Material supplied Start Marker

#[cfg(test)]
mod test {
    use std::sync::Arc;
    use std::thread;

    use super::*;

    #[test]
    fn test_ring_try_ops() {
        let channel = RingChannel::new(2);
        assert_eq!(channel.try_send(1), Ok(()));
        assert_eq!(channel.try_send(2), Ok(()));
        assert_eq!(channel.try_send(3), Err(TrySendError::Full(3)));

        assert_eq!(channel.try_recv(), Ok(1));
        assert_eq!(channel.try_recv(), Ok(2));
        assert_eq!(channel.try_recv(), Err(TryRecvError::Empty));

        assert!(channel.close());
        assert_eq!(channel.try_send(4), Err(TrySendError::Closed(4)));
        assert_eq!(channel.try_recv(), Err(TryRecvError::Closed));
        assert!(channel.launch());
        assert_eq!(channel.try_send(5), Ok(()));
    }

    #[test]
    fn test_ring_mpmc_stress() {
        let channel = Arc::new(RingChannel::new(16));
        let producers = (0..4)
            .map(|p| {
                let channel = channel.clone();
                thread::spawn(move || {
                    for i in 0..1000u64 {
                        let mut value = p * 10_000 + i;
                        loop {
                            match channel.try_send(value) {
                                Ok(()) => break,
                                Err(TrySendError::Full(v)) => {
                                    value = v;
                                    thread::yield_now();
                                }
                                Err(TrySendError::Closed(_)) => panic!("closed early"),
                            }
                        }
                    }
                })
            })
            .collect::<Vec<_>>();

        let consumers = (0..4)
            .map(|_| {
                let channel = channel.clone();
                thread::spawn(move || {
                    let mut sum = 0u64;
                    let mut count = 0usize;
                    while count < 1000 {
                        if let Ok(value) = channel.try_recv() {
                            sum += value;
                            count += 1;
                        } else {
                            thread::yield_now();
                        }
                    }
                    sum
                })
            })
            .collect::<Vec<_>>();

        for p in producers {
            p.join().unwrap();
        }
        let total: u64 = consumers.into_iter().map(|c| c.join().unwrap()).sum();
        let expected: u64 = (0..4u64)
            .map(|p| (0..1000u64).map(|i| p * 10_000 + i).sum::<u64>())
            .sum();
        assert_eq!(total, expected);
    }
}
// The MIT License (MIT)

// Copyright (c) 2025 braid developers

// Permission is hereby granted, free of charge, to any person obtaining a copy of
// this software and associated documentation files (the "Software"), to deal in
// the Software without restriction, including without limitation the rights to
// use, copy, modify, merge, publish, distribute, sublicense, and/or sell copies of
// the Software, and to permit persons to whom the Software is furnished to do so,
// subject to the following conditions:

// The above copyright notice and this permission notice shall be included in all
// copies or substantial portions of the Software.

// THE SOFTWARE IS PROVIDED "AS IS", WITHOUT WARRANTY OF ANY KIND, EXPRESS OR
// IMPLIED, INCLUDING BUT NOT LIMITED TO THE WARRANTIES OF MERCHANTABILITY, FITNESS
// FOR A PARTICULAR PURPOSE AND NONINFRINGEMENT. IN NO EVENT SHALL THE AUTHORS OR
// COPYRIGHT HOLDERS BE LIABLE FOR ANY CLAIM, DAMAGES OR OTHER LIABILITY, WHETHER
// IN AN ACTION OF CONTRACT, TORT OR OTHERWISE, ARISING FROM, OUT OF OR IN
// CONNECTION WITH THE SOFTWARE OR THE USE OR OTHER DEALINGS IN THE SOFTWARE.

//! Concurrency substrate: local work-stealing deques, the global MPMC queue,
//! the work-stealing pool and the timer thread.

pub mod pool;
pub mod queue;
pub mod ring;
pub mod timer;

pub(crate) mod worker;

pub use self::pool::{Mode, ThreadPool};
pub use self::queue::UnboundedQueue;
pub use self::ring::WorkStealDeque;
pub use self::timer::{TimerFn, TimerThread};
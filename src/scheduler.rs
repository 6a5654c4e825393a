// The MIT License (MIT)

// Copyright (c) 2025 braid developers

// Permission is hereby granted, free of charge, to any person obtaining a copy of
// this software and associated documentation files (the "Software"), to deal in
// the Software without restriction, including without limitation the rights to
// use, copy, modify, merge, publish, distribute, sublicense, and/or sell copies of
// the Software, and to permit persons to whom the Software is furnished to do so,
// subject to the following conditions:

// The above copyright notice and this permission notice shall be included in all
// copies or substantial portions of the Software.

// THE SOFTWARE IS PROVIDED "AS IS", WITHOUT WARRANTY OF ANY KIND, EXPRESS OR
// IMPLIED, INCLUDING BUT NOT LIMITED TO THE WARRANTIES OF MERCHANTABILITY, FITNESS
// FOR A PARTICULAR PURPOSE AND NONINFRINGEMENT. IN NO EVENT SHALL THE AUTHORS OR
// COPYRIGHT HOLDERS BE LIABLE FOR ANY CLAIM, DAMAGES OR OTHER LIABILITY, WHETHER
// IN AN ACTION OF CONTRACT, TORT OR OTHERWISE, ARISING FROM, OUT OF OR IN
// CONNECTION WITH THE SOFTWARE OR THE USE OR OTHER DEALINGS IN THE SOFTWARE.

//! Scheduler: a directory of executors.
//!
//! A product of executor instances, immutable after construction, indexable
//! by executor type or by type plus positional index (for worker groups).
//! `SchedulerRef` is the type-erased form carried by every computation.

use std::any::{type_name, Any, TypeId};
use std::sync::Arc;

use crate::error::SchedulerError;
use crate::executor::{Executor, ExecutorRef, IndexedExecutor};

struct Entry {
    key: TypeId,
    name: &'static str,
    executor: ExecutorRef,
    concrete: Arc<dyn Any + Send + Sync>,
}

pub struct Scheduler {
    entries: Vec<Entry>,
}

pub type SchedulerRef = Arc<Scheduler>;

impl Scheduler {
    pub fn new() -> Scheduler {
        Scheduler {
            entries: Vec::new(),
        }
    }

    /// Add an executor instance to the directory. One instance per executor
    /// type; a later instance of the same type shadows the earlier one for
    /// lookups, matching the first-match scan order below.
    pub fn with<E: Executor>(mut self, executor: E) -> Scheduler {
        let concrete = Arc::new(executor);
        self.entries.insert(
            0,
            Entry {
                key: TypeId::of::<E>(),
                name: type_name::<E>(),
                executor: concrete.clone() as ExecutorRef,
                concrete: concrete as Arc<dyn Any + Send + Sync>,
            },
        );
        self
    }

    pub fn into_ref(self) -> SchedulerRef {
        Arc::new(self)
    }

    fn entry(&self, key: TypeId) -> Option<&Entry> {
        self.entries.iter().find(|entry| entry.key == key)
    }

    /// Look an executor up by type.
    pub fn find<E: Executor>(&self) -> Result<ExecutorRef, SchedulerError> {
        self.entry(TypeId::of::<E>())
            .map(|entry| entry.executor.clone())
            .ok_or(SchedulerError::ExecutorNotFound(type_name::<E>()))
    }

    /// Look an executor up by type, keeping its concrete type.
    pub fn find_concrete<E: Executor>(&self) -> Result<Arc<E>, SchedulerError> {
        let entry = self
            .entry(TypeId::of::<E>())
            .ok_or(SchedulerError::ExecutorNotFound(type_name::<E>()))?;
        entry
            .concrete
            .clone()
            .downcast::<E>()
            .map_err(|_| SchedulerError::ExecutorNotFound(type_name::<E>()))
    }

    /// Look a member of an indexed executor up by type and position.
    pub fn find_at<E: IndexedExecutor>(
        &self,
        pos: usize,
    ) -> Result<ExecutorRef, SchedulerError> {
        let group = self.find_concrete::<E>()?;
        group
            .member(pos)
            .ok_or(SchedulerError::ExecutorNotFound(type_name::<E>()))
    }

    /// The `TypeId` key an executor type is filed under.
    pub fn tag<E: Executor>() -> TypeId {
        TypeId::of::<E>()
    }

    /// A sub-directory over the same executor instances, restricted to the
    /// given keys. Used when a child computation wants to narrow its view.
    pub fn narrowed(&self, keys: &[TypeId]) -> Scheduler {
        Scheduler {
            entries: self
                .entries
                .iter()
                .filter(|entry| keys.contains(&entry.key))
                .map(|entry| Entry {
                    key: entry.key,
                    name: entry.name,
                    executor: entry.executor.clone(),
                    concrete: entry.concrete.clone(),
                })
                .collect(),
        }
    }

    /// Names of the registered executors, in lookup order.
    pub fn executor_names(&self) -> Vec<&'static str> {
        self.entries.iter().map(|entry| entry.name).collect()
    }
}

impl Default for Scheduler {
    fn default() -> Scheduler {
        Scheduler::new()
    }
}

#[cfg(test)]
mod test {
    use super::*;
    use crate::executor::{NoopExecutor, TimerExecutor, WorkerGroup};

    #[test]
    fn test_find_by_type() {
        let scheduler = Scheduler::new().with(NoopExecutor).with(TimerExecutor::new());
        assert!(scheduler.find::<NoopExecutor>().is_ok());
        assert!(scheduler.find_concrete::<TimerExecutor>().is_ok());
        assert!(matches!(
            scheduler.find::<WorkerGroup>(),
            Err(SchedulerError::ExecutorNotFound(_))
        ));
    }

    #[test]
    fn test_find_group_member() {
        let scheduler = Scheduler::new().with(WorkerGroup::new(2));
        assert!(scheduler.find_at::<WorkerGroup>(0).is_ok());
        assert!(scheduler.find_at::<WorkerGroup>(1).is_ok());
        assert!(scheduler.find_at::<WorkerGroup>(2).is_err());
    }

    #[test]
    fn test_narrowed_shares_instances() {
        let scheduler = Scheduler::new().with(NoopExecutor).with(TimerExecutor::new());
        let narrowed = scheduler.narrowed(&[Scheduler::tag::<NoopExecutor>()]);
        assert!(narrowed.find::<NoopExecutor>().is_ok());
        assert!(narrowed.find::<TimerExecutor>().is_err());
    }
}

Material supplied End Marker

What you will do
The answer must consist of every line from the listing above that includes the word "expected".

Exercise solution
        let expected: u64 = (0..4u64)
        assert_eq!(total, expected);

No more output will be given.